■ Problem statement ■
From the records, pick out and copy each line containing "EventBus".

■ Dataset entries ■
=== Begin Enclosure ===

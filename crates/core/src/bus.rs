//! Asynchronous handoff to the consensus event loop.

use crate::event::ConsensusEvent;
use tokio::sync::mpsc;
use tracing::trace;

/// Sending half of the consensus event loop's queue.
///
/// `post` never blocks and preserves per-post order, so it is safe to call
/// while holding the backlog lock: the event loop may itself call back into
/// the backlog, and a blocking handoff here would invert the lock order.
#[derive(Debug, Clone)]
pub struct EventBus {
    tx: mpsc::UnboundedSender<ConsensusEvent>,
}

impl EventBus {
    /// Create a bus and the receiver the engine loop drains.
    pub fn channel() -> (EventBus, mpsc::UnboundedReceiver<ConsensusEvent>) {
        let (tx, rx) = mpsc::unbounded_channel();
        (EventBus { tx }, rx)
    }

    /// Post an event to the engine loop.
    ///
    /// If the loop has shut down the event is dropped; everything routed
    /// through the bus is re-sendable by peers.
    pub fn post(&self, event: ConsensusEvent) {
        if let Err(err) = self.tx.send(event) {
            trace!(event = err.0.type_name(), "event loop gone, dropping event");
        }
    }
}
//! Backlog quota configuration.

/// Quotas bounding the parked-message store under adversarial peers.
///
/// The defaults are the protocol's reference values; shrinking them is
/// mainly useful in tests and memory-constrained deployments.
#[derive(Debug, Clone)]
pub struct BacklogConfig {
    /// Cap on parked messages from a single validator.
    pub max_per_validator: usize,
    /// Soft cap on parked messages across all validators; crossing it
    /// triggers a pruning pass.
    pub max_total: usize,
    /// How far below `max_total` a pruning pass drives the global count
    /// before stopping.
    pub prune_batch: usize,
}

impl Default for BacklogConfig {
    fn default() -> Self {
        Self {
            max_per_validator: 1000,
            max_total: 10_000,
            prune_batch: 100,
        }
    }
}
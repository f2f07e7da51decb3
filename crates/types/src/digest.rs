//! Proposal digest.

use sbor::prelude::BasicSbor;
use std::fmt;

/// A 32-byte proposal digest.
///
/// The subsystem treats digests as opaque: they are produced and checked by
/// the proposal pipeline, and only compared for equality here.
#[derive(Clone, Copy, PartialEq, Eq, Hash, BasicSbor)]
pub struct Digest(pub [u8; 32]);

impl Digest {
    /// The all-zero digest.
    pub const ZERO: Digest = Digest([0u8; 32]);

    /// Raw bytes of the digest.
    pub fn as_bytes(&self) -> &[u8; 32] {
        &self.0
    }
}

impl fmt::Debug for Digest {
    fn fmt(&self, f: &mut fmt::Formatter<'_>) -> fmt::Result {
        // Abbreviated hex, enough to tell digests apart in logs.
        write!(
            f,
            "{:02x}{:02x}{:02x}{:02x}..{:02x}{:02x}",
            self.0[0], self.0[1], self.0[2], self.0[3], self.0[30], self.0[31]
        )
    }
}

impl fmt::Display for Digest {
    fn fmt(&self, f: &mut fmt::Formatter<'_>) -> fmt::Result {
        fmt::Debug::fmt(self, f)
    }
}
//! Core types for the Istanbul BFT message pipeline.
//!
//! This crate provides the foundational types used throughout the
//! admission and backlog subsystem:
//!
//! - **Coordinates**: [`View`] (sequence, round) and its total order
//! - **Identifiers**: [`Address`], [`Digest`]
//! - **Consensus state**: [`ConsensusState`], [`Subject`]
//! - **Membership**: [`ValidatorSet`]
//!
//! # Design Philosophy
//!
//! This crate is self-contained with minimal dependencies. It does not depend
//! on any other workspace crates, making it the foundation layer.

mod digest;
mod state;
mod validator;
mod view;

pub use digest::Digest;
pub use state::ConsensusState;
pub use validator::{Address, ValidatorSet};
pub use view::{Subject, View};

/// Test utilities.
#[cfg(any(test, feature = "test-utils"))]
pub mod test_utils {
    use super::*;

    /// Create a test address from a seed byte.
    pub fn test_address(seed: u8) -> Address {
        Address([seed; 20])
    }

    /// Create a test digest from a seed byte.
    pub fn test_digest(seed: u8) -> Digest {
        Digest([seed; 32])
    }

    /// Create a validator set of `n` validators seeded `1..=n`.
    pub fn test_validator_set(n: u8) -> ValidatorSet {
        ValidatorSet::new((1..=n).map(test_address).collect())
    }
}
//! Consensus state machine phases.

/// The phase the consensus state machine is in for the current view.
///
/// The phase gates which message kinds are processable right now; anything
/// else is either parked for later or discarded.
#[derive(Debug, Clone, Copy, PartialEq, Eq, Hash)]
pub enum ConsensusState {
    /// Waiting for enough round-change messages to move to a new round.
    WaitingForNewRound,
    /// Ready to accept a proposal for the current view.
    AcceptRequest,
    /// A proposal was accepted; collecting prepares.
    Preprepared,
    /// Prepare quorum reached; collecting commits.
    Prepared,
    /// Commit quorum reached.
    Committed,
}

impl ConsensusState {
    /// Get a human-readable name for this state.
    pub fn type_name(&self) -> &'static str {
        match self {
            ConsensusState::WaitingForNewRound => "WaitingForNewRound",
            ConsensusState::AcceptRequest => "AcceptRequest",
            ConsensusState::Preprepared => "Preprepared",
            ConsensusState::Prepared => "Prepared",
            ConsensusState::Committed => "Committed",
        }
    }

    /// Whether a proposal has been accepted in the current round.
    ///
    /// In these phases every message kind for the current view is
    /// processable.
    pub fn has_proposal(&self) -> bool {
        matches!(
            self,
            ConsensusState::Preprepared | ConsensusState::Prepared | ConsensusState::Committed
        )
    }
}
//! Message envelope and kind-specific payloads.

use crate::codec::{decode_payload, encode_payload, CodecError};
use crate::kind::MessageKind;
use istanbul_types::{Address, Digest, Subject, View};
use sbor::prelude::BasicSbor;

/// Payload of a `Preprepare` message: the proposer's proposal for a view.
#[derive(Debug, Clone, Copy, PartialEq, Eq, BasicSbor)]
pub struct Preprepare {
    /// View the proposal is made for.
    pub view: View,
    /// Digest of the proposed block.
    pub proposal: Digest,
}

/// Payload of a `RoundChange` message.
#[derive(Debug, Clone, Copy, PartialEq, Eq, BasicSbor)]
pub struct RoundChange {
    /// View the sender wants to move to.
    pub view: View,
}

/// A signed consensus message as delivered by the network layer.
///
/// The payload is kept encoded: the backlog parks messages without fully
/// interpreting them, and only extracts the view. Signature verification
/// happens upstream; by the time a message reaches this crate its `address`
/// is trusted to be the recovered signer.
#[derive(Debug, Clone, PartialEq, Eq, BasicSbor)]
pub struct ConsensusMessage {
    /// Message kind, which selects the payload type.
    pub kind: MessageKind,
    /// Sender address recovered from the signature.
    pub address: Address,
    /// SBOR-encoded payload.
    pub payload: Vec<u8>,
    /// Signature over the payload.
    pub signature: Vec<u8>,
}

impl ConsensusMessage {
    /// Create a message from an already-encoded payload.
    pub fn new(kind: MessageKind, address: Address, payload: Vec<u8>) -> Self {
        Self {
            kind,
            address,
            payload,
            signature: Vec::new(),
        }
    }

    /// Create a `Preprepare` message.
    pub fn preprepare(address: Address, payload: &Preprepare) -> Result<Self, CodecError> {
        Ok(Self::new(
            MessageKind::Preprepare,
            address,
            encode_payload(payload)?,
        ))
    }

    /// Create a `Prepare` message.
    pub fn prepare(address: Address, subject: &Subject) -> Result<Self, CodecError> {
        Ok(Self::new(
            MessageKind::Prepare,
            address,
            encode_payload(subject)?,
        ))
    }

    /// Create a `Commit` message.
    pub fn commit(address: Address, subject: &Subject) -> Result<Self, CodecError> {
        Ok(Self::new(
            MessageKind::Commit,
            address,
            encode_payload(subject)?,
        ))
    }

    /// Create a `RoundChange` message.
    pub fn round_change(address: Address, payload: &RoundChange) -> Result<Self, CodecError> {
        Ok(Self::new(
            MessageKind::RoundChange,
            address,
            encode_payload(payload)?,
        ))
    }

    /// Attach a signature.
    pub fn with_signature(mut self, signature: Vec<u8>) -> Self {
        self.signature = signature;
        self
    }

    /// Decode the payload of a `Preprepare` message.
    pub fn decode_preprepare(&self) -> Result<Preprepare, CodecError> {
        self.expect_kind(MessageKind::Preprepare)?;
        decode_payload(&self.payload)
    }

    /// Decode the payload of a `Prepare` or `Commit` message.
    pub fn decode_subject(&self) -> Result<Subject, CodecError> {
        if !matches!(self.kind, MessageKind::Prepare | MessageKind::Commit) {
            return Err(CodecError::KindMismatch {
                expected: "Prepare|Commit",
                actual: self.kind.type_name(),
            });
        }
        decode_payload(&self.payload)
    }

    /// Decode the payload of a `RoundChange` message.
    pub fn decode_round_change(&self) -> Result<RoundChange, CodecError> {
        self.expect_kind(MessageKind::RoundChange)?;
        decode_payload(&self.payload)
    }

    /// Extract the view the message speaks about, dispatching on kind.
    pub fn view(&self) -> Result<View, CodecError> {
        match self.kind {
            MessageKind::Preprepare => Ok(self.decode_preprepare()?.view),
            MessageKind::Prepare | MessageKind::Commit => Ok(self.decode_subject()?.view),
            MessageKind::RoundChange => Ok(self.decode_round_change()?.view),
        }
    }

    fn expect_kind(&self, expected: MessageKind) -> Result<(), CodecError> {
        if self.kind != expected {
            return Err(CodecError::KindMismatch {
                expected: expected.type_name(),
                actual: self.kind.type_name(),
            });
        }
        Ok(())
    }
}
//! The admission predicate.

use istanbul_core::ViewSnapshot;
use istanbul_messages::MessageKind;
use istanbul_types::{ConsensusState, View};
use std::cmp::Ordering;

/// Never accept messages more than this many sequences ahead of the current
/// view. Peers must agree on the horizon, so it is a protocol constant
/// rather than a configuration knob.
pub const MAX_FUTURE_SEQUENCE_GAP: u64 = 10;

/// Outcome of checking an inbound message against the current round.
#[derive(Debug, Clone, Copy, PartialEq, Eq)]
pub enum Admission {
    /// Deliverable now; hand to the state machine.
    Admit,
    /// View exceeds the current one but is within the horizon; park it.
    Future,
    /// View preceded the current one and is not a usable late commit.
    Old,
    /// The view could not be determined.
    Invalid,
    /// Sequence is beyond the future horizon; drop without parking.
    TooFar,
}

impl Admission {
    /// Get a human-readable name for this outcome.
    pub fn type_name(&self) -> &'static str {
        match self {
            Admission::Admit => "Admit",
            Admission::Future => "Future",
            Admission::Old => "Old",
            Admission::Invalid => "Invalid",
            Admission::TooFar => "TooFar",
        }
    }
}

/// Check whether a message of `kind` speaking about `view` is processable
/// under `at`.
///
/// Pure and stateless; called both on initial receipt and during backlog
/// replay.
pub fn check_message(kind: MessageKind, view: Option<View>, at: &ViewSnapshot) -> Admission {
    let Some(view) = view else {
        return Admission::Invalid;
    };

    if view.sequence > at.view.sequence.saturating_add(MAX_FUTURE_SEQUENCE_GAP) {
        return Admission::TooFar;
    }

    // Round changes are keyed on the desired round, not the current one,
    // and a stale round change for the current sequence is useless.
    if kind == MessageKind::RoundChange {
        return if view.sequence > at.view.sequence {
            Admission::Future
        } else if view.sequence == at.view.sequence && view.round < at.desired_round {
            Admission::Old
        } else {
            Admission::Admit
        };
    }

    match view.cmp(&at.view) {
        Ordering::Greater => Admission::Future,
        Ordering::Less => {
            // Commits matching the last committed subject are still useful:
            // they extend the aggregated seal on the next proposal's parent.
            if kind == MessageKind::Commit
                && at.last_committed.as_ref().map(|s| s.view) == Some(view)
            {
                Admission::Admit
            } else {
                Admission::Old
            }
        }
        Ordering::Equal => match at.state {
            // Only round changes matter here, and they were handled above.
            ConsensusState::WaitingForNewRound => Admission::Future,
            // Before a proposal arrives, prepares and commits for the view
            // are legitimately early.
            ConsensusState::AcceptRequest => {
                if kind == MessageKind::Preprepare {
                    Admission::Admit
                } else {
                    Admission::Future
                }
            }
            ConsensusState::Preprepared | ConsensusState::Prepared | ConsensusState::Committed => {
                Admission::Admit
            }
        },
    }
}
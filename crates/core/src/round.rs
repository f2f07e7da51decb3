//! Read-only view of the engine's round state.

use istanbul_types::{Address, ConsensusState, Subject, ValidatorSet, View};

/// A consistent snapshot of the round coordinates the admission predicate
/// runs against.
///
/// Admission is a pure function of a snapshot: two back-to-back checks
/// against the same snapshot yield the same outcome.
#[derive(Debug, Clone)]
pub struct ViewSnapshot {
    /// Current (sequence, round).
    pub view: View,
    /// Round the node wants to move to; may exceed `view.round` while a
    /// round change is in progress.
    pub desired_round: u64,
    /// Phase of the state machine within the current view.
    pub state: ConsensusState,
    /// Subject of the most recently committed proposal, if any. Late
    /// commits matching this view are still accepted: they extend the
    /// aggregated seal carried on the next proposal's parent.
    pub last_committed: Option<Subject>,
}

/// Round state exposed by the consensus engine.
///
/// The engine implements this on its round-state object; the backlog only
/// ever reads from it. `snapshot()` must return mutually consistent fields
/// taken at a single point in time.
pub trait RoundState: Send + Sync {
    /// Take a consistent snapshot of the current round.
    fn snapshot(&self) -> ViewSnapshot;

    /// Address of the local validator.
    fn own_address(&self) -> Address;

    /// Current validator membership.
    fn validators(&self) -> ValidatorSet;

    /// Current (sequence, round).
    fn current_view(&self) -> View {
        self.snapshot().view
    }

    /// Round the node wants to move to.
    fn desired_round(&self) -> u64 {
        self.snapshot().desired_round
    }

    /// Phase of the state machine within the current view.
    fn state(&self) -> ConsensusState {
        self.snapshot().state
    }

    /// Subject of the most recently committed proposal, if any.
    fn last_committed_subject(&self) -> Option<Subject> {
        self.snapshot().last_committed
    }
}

=== End Enclosure ===

■ Task result ■
pub struct EventBus {
impl EventBus {
    pub fn channel() -> (EventBus, mpsc::UnboundedReceiver<ConsensusEvent>) {
        (EventBus { tx }, rx)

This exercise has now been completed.